La musique a toujours accompagné le cinéma, peut-être pour étouffer le bruit des projecteurs dans la salle, mais surtout pour donner du sens aux images muettes qui s'agitaient sur l'écran du cinéma d'antan. La sonorisation du cinéma passa d'abord par la musique avant la parole et le bruitage... mais les relations entre le cinéma et la musique sont plus complexes qu'il ne parait. La médiathèque du PHARE met en exergue une abondante sélection de films où la musique prend toute son importance.

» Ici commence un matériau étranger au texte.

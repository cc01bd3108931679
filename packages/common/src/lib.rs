pub mod mood;

pub use mood::{Mood, ParseMoodError};
use std::time::Duration;

use async_trait::async_trait;
use reqwest::StatusCode;
use serde::Deserialize;
use thiserror::Error;

use crate::config::PixabayConfig;

#[derive(Debug, Error)]
pub enum ImageSearchError {
    #[error("Image search request failed: {0}")]
    Http(#[from] reqwest::Error),

    #[error("Image search returned status {0}")]
    Status(StatusCode),

    #[error("Image search returned malformed JSON: {0}")]
    Decode(#[from] serde_json::Error),
}

/// Finds a decorative image for a mood query.
///
/// Callers must treat failures as a missing image, never as a reason to fail
/// the surrounding operation.
#[async_trait]
pub trait ImageSearch: Send + Sync {
    /// Returns the URL of the best match, or `None` when nothing fits.
    async fn search(&self, query: &str) -> Result<Option<String>, ImageSearchError>;
}

#[derive(Deserialize)]
struct SearchResponse {
    hits: Vec<Hit>,
}

#[derive(Deserialize)]
struct Hit {
    #[serde(rename = "largeImageURL")]
    large_image_url: String,
}

fn first_hit_url(body: &str) -> Result<Option<String>, serde_json::Error> {
    let response: SearchResponse = serde_json::from_str(body)?;
    Ok(response
        .hits
        .into_iter()
        .next()
        .map(|hit| hit.large_image_url))
}

/// Pixabay-backed image search.
///
/// Queries are constrained to large landscape photos in the "feelings"
/// category, which is what the entry header renders.
pub struct PixabayClient {
    http: reqwest::Client,
    base_url: String,
    api_key: String,
}

impl PixabayClient {
    pub fn new(config: &PixabayConfig) -> Result<Self, ImageSearchError> {
        let http = reqwest::Client::builder()
            .timeout(Duration::from_secs(config.timeout_secs))
            .build()?;
        Ok(Self {
            http,
            base_url: config.base_url.clone(),
            api_key: config.api_key.clone(),
        })
    }
}

#[async_trait]
impl ImageSearch for PixabayClient {
    async fn search(&self, query: &str) -> Result<Option<String>, ImageSearchError> {
        let response = self
            .http
            .get(&self.base_url)
            .query(&[
                ("key", self.api_key.as_str()),
                ("q", query),
                ("min_width", "1280"),
                ("min_height", "720"),
                ("image_type", "photo"),
                ("category", "feelings"),
            ])
            .send()
            .await?;

        if !response.status().is_success() {
            return Err(ImageSearchError::Status(response.status()));
        }

        let body = response.text().await?;
        Ok(first_hit_url(&body)?)
    }
}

"Dès les temps héroïques, on
s'est efforcé d'affranchir le cinéma de son silence inné"
écrit Kracauer dans sa "Théorie du film". On a oublié
aujourd'hui l'expérience de l'image muette, animée sur un écran de
toile, depuis les baraques foraines au temps des Frères Lumières
jusqu'aux luxueuses salles de l'âge d'or du cinéma muet. Certes un
bonimenteur pouvait commenter en public les images, on se livra à
des tentatives de sonorisation via des enregistrements
phonographiques plus ou moins synchronisés, mais le plus souvent un
pianiste accompagnait le film, en improvisant ses thèmes en fonction
du déroulement de l'intrigue. Les oeuvres (et les salles) les plus prestigieuses se voyaient doté d'une orchestration complète. On comprit rapidement que la musique
renforçait l'efficacité de l'image, mais comment ?

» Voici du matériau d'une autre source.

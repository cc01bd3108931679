use serde_json::json;

use crate::common::{TestApp, TestAppConfig, routes};

/// Minimal valid publish payload.
fn entry_body(title: &str, mood: &str) -> serde_json::Value {
    json!({
        "title": title,
        "content": "Wrote some thoughts down.",
        "mood": mood,
    })
}

#[tokio::test]
async fn publishing_requires_a_token() {
    let app = TestApp::spawn().await;

    let res = app
        .post_without_token(routes::ENTRIES, &entry_body("No auth", "happy"))
        .await;
    assert_eq!(res.status, 401);
    assert_eq!(res.code(), "TOKEN_MISSING");

    let res = app
        .post_with_token(routes::ENTRIES, &entry_body("Bad auth", "happy"), "garbage")
        .await;
    assert_eq!(res.status, 401);
    assert_eq!(res.code(), "TOKEN_INVALID");
}

#[tokio::test]
async fn publish_creates_the_entry() {
    let app = TestApp::spawn().await;
    let (user_id, token) = app.provision_user("user_2pub", "pub@example.com").await;

    let res = app
        .post_with_token(routes::ENTRIES, &entry_body("A good day", "HAPPY"), &token)
        .await;

    assert_eq!(res.status, 201, "publish failed: {}", res.text);
    assert_eq!(res.body["title"], "A good day");
    assert_eq!(res.body["mood"], "happy");
    assert_eq!(res.body["mood_score"], 8);
    assert_eq!(
        res.body["mood_image_url"],
        "https://cdn.example.com/img/sunny.jpg"
    );
    assert_eq!(res.body["user_id"], user_id);
    assert!(res.body["collection_id"].is_null());
    assert!(res.body["created_at"].is_string());
}

#[tokio::test]
async fn mood_keys_are_matched_case_insensitively() {
    let app = TestApp::spawn().await;
    let (_, token) = app.provision_user("user_2case", "case@example.com").await;

    let res = app
        .post_with_token(routes::ENTRIES, &entry_body("Odd casing", "oVeRjOyEd"), &token)
        .await;

    assert_eq!(res.status, 201);
    assert_eq!(res.body["mood"], "overjoyed");
    assert_eq!(res.body["mood_score"], 10);
}

#[tokio::test]
async fn unknown_mood_is_rejected_with_the_catalog() {
    let app = TestApp::spawn().await;
    let (_, token) = app.provision_user("user_2mood", "mood@example.com").await;

    let res = app
        .post_with_token(routes::ENTRIES, &entry_body("Hmm", "grumpy"), &token)
        .await;

    assert_eq!(res.status, 400);
    assert_eq!(res.code(), "INVALID_MOOD");
    let message = res.body["message"].as_str().unwrap();
    assert!(message.contains("grumpy"));
    assert!(message.contains("overjoyed, happy, neutral, sad, angry"));
}

#[tokio::test]
async fn valid_token_without_an_account_is_not_found() {
    let app = TestApp::spawn().await;
    let token = app.token_for("user_2ghost");

    let res = app
        .post_with_token(routes::ENTRIES, &entry_body("Phantom", "happy"), &token)
        .await;

    assert_eq!(res.status, 404);
    assert_eq!(res.code(), "USER_NOT_FOUND");
}

#[tokio::test]
async fn empty_title_is_rejected() {
    let app = TestApp::spawn().await;
    let (_, token) = app.provision_user("user_2val", "val@example.com").await;

    let res = app
        .post_with_token(routes::ENTRIES, &entry_body("   ", "happy"), &token)
        .await;

    assert_eq!(res.status, 400);
    assert_eq!(res.code(), "VALIDATION_ERROR");
}

#[tokio::test]
async fn entry_is_published_without_an_image_when_the_lookup_is_empty() {
    let app = TestApp::spawn_with(TestAppConfig {
        image_url: None,
        ..Default::default()
    })
    .await;
    let (_, token) = app.provision_user("user_2noimg", "noimg@example.com").await;

    let res = app
        .post_with_token(routes::ENTRIES, &entry_body("No picture", "sad"), &token)
        .await;

    assert_eq!(res.status, 201);
    assert!(res.body["mood_image_url"].is_null());
}

#[tokio::test]
async fn rate_limit_kicks_in_after_capacity() {
    let app = TestApp::spawn_with(TestAppConfig {
        protection_capacity: 2,
        ..Default::default()
    })
    .await;
    let (_, token) = app.provision_user("user_2rl", "rl@example.com").await;

    for i in 0..2 {
        let res = app
            .post_with_token(routes::ENTRIES, &entry_body(&format!("ok {i}"), "happy"), &token)
            .await;
        assert_eq!(res.status, 201);
    }

    let res = app
        .post_with_token(routes::ENTRIES, &entry_body("one too many", "happy"), &token)
        .await;
    assert_eq!(res.status, 429);
    assert_eq!(res.code(), "RATE_LIMITED");
    assert!(res.retry_after.is_some_and(|s| s > 0));

    // The denied publish left no row behind.
    let list = app.get_with_token(routes::ENTRIES, &token).await;
    assert_eq!(list.body["pagination"]["total"], 2);
}

#[tokio::test]
async fn rate_limit_is_per_user() {
    let app = TestApp::spawn_with(TestAppConfig {
        protection_capacity: 1,
        ..Default::default()
    })
    .await;
    let (_, first) = app.provision_user("user_2one", "one@example.com").await;
    let (_, second) = app.provision_user("user_2two", "two@example.com").await;

    let res = app
        .post_with_token(routes::ENTRIES, &entry_body("mine", "happy"), &first)
        .await;
    assert_eq!(res.status, 201);
    let res = app
        .post_with_token(routes::ENTRIES, &entry_body("blocked", "happy"), &first)
        .await;
    assert_eq!(res.status, 429);

    // A different subject still has a full bucket.
    let res = app
        .post_with_token(routes::ENTRIES, &entry_body("theirs", "happy"), &second)
        .await;
    assert_eq!(res.status, 201);
}

#[tokio::test]
async fn automated_user_agents_are_blocked() {
    let app = TestApp::spawn().await;
    let (_, token) = app.provision_user("user_2bot", "bot@example.com").await;
    let res = app
        .put_with_token(
            routes::DRAFT,
            &json!({"title": "wip", "content": "still here", "mood": "neutral"}),
            &token,
        )
        .await;
    assert_eq!(res.status, 200);

    let res = app
        .post_with_token_and_ua(
            routes::ENTRIES,
            &entry_body("scripted", "happy"),
            &token,
            "curl/8.4.0",
        )
        .await;

    assert_eq!(res.status, 403);
    assert_eq!(res.code(), "REQUEST_BLOCKED");

    // Nothing was written and the draft survived.
    let list = app.get_with_token(routes::ENTRIES, &token).await;
    assert_eq!(list.body["pagination"]["total"], 0);
    let res = app.get_with_token(routes::DRAFT, &token).await;
    assert_eq!(res.body["draft"]["title"], "wip");
}

#[tokio::test]
async fn automation_screen_can_be_disabled() {
    let app = TestApp::spawn_with(TestAppConfig {
        block_automated: false,
        ..Default::default()
    })
    .await;
    let (_, token) = app.provision_user("user_2cli", "cli@example.com").await;

    let res = app
        .post_with_token_and_ua(
            routes::ENTRIES,
            &entry_body("scripted but fine", "happy"),
            &token,
            "curl/8.4.0",
        )
        .await;

    assert_eq!(res.status, 201);
}

#[tokio::test]
async fn publishing_clears_the_saved_draft() {
    let app = TestApp::spawn().await;
    let (_, token) = app.provision_user("user_2draft", "draft@example.com").await;

    let res = app
        .put_with_token(
            routes::DRAFT,
            &json!({"title": "wip", "content": "half done", "mood": "neutral"}),
            &token,
        )
        .await;
    assert_eq!(res.status, 200);

    let res = app
        .post_with_token(routes::ENTRIES, &entry_body("Done at last", "happy"), &token)
        .await;
    assert_eq!(res.status, 201);

    let res = app.get_with_token(routes::DRAFT, &token).await;
    assert_eq!(res.status, 200);
    assert!(res.body["draft"].is_null(), "draft survived: {}", res.text);
}

#[tokio::test]
async fn list_is_newest_first_and_paginated() {
    let app = TestApp::spawn().await;
    let (_, token) = app.provision_user("user_2list", "list@example.com").await;

    app.create_entry(&token, "first", "happy").await;
    app.create_entry(&token, "second", "neutral").await;
    app.create_entry(&token, "third", "sad").await;

    let res = app
        .get_with_token(&format!("{}?per_page=2", routes::ENTRIES), &token)
        .await;
    assert_eq!(res.status, 200);
    assert_eq!(res.body["data"].as_array().unwrap().len(), 2);
    assert_eq!(res.body["data"][0]["title"], "third");
    assert_eq!(res.body["data"][1]["title"], "second");
    assert_eq!(res.body["pagination"]["total"], 3);
    assert_eq!(res.body["pagination"]["total_pages"], 2);

    let res = app
        .get_with_token(&format!("{}?per_page=2&page=2", routes::ENTRIES), &token)
        .await;
    assert_eq!(res.body["data"].as_array().unwrap().len(), 1);
    assert_eq!(res.body["data"][0]["title"], "first");
}

#[tokio::test]
async fn list_filters_by_collection_and_unfiled() {
    let app = TestApp::spawn().await;
    let (_, token) = app.provision_user("user_2filter", "filter@example.com").await;
    let collection_id = app.create_collection(&token, "Travel").await;

    let res = app
        .post_with_token(
            routes::ENTRIES,
            &json!({
                "title": "Filed",
                "content": "In the collection.",
                "mood": "happy",
                "collection_id": collection_id,
            }),
            &token,
        )
        .await;
    assert_eq!(res.status, 201);
    app.create_entry(&token, "Loose", "neutral").await;

    let res = app
        .get_with_token(&routes::entries_in_collection(collection_id), &token)
        .await;
    assert_eq!(res.body["pagination"]["total"], 1);
    assert_eq!(res.body["data"][0]["title"], "Filed");

    let res = app
        .get_with_token(&format!("{}?unfiled=true", routes::ENTRIES), &token)
        .await;
    assert_eq!(res.body["pagination"]["total"], 1);
    assert_eq!(res.body["data"][0]["title"], "Loose");
}

#[tokio::test]
async fn unfiled_filter_is_ignored_when_a_collection_is_given() {
    let app = TestApp::spawn().await;
    let (_, token) = app.provision_user("user_2both", "both@example.com").await;
    let collection_id = app.create_collection(&token, "Either way").await;

    let res = app
        .post_with_token(
            routes::ENTRIES,
            &json!({
                "title": "Filed",
                "content": "text",
                "mood": "happy",
                "collection_id": collection_id,
            }),
            &token,
        )
        .await;
    assert_eq!(res.status, 201);

    let res = app
        .get_with_token(
            &format!(
                "{}?collection_id={collection_id}&unfiled=true",
                routes::ENTRIES
            ),
            &token,
        )
        .await;
    assert_eq!(res.body["pagination"]["total"], 1);
}

#[tokio::test]
async fn filing_into_a_foreign_collection_is_not_found() {
    let app = TestApp::spawn().await;
    let (_, owner) = app.provision_user("user_2owner", "owner@example.com").await;
    let (_, intruder) = app
        .provision_user("user_2intruder", "intruder@example.com")
        .await;
    let collection_id = app.create_collection(&owner, "Private").await;

    let res = app
        .post_with_token(
            routes::ENTRIES,
            &json!({
                "title": "Sneaky",
                "content": "Should not land here.",
                "mood": "happy",
                "collection_id": collection_id,
            }),
            &intruder,
        )
        .await;

    assert_eq!(res.status, 404);
    assert_eq!(res.code(), "NOT_FOUND");
}

#[tokio::test]
async fn entries_are_hidden_across_users() {
    let app = TestApp::spawn().await;
    let (_, alice) = app.provision_user("user_2alice", "alice@example.com").await;
    let (_, bob) = app.provision_user("user_2bob", "bob@example.com").await;
    let id = app.create_entry(&alice, "Alice's day", "happy").await;

    let res = app.get_with_token(&routes::entry(id), &bob).await;
    assert_eq!(res.status, 404);
    assert_eq!(res.code(), "NOT_FOUND");

    let res = app
        .patch_with_token(&routes::entry(id), &json!({"title": "Bob's now"}), &bob)
        .await;
    assert_eq!(res.status, 404);

    let res = app.delete_with_token(&routes::entry(id), &bob).await;
    assert_eq!(res.status, 404);

    // Untouched for the owner.
    let res = app.get_with_token(&routes::entry(id), &alice).await;
    assert_eq!(res.status, 200);
    assert_eq!(res.body["title"], "Alice's day");
}

#[tokio::test]
async fn update_edits_fields_in_place() {
    let app = TestApp::spawn().await;
    let (_, token) = app.provision_user("user_2edit", "edit@example.com").await;
    let id = app.create_entry(&token, "Draft thoughts", "happy").await;

    let res = app
        .patch_with_token(
            &routes::entry(id),
            &json!({"title": "Final thoughts", "content": "Polished."}),
            &token,
        )
        .await;
    assert_eq!(res.status, 200);
    assert_eq!(res.body["title"], "Final thoughts");
    assert_eq!(res.body["content"], "Polished.");
    assert_eq!(res.body["mood"], "happy");

    // Mood change without search terms keeps the stored image.
    let res = app
        .patch_with_token(&routes::entry(id), &json!({"mood": "SAD"}), &token)
        .await;
    assert_eq!(res.status, 200);
    assert_eq!(res.body["mood"], "sad");
    assert_eq!(res.body["mood_score"], 3);
    assert_eq!(
        res.body["mood_image_url"],
        "https://cdn.example.com/img/sunny.jpg"
    );
}

#[tokio::test]
async fn update_moves_entries_between_collections() {
    let app = TestApp::spawn().await;
    let (_, token) = app.provision_user("user_2move", "move@example.com").await;
    let collection_id = app.create_collection(&token, "Filed").await;
    let id = app.create_entry(&token, "Wandering", "neutral").await;

    let res = app
        .patch_with_token(
            &routes::entry(id),
            &json!({"collection_id": collection_id}),
            &token,
        )
        .await;
    assert_eq!(res.status, 200);
    assert_eq!(res.body["collection_id"], collection_id);

    // Explicit null unfiles again.
    let res = app
        .patch_with_token(&routes::entry(id), &json!({"collection_id": null}), &token)
        .await;
    assert_eq!(res.status, 200);
    assert!(res.body["collection_id"].is_null());
}

#[tokio::test]
async fn update_with_no_fields_is_rejected() {
    let app = TestApp::spawn().await;
    let (_, token) = app.provision_user("user_2empty", "empty@example.com").await;
    let id = app.create_entry(&token, "Unchanged", "happy").await;

    let res = app.patch_with_token(&routes::entry(id), &json!({}), &token).await;

    assert_eq!(res.status, 400);
    assert_eq!(res.code(), "VALIDATION_ERROR");
}

#[tokio::test]
async fn delete_removes_the_entry() {
    let app = TestApp::spawn().await;
    let (_, token) = app.provision_user("user_2del", "del@example.com").await;
    let id = app.create_entry(&token, "Ephemeral", "neutral").await;

    let res = app.delete_with_token(&routes::entry(id), &token).await;
    assert_eq!(res.status, 204);

    let res = app.get_with_token(&routes::entry(id), &token).await;
    assert_eq!(res.status, 404);

    let res = app.delete_with_token(&routes::entry(id), &token).await;
    assert_eq!(res.status, 404);
}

Pour rendre le spectateur totalement disponible aux images projetées sur l'écran, il faut abolir la distance qui le sépare de ces spectres animés du monde réel. Il y avait sans doute un paradoxe, ou une ironie sous-jacente, à accompagner le défilement des ombres cinématographiques, parfois dramatiques, tragiques, angoissante, d'une mélodie quelque peu stéréotypée, de relevant de l' easy listening, analogue à la musique lénifiante de bar ou de restaurant, de celle qui veille à ne pas interrompre les conversations. L'intention musicale au cinéma est cependant toute autre, elle vise à l'immersion, à plonger le spectateur dans l'intrigue, en se faisant l'exact contrepoint des émotions que l'image devrait susciter. Dans ses formes les plus abouties, la sonorisation du film muet réintroduisait le bruitage par la musique : les compositions de Edmund Meisel pour "le Cuirassé Potemkine" de Eisenstein, en 1925 en témoignent.
La
musique cinématographique commente le film, "elle
reformule dans son langage propre, certaines atmosphères, tendances
ou significations des images qu'il accompagnent".

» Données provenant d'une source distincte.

use serde::{Deserialize, Deserializer, Serialize};

use crate::error::AppError;

/// Pagination metadata included in list responses.
#[derive(Serialize, utoipa::ToSchema)]
pub struct Pagination {
    /// Current page number (1-based).
    #[schema(example = 1)]
    pub page: u64,
    /// Number of items per page.
    #[schema(example = 20)]
    pub per_page: u64,
    /// Total number of matching items across all pages.
    #[schema(example = 47)]
    pub total: u64,
    /// Total number of pages.
    #[schema(example = 3)]
    pub total_pages: u64,
}

/// Serde helper for PATCH semantics on nullable fields.
///
/// * JSON field absent  => `None`          (don't update)
/// * JSON field = null  => `Some(None)`    (set to NULL)
/// * JSON field = value => `Some(Some(v))` (set to value)
pub fn double_option<'de, D, T>(deserializer: D) -> Result<Option<Option<T>>, D::Error>
where
    D: Deserializer<'de>,
    T: Deserialize<'de>,
{
    Ok(Some(Option::deserialize(deserializer)?))
}

/// Validate a trimmed title (1-256 Unicode characters).
pub fn validate_title(title: &str) -> Result<(), AppError> {
    let title = title.trim();
    if title.is_empty() || title.chars().count() > 256 {
        return Err(AppError::Validation(
            "Title must be 1-256 characters".into(),
        ));
    }
    Ok(())
}

/// Validate entry body text (non-empty, capped).
pub fn validate_content(content: &str) -> Result<(), AppError> {
    if content.trim().is_empty() {
        return Err(AppError::Validation("Content must not be empty".into()));
    }
    if content.chars().count() > 100_000 {
        return Err(AppError::Validation(
            "Content must be at most 100000 characters".into(),
        ));
    }
    Ok(())
}

/// Validate a collection name (1-100 Unicode characters).
pub fn validate_collection_name(name: &str) -> Result<(), AppError> {
    let name = name.trim();
    if name.is_empty() || name.chars().count() > 100 {
        return Err(AppError::Validation("Name must be 1-100 characters".into()));
    }
    Ok(())
}
pub mod jwt;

Tout spectateur garde en mémoire les leitmotivs exotiques qui
accompagnent - dans les westerns ou les films d'aventures - la
confrontation du héros occidental avec le monde extérieur, hostile,
des indigènes. Le spectateur de film noir prend conscience des
moments décisifs de l'intrigue, sans même interpréter
immédiatement l'image, par l'accentuation musicale qui l'accompagne.
La musique renforce l'aspect matériel des thèmes visuel parfois au
delà de toute vraisemblance, comme dans les documentaires animaliers
de Walt Disney. Mais la musique agit aussi en contrepoint, par
contraste et parfois le musicien se tait pour plus d'efficacité :
le silence alourdit, par contraste, le suspense ou l'épisode
dramatique et la dissonance glace d'effroi, en théâtralisant la
tragédie.
Gene Kelly - Singing in the rain |
Le mariage entre la musique et le cinéma a une histoire, ses
techniques, ses acteurs et ses maîtres d'oeuvre... elle a été
fructueuse à la fois pour le cinéma, qu'elle rend vivant, et pour
la musique, qui s'ouvre, particulièrement depuis la sonorisation du
film, à des horizons nouveaux. La composition musicale pour le
cinéma devient un genre spécifique qui a contribué à renouveler
la musique symphonique, à l'âge d'or du cinéma hollywoodien ; Par
ailleurs, la musique classique fut largement utilisée, parfois à
très bon escient, avec la collaboration active des compositeurs,
mais aussi en courant le risque d'un dévoiement commercial. Tel
spectateur mélomane, critique de cinéma, fut horrifié en voyant le
"Fantasia", dans les années 1940, de Walt Disney: jamais
plus il ne pourrait assister à une représentation de "l'apprenti
sorcier" de Dukas sans l'associer à ...Mickey. Pouvons nous,
cinéphiles, écouter les valses de Strauss, sans penser au ballet
orbital des stations spatiales de Kubrick ? Pouvons-nous écouter la
chevauchée des Walkyries sans bombarder - en imagination - le
Vietnam ?
la sélection du PHARE
La musique (de film) existe donc souvent avant le tournage, elle
existe aussi après, gagnant une autre vie et commercialisée comme
"la bande sonore originale" du film à succès. Quels sont
les rapports complexes entre le musicien et le cinéaste ?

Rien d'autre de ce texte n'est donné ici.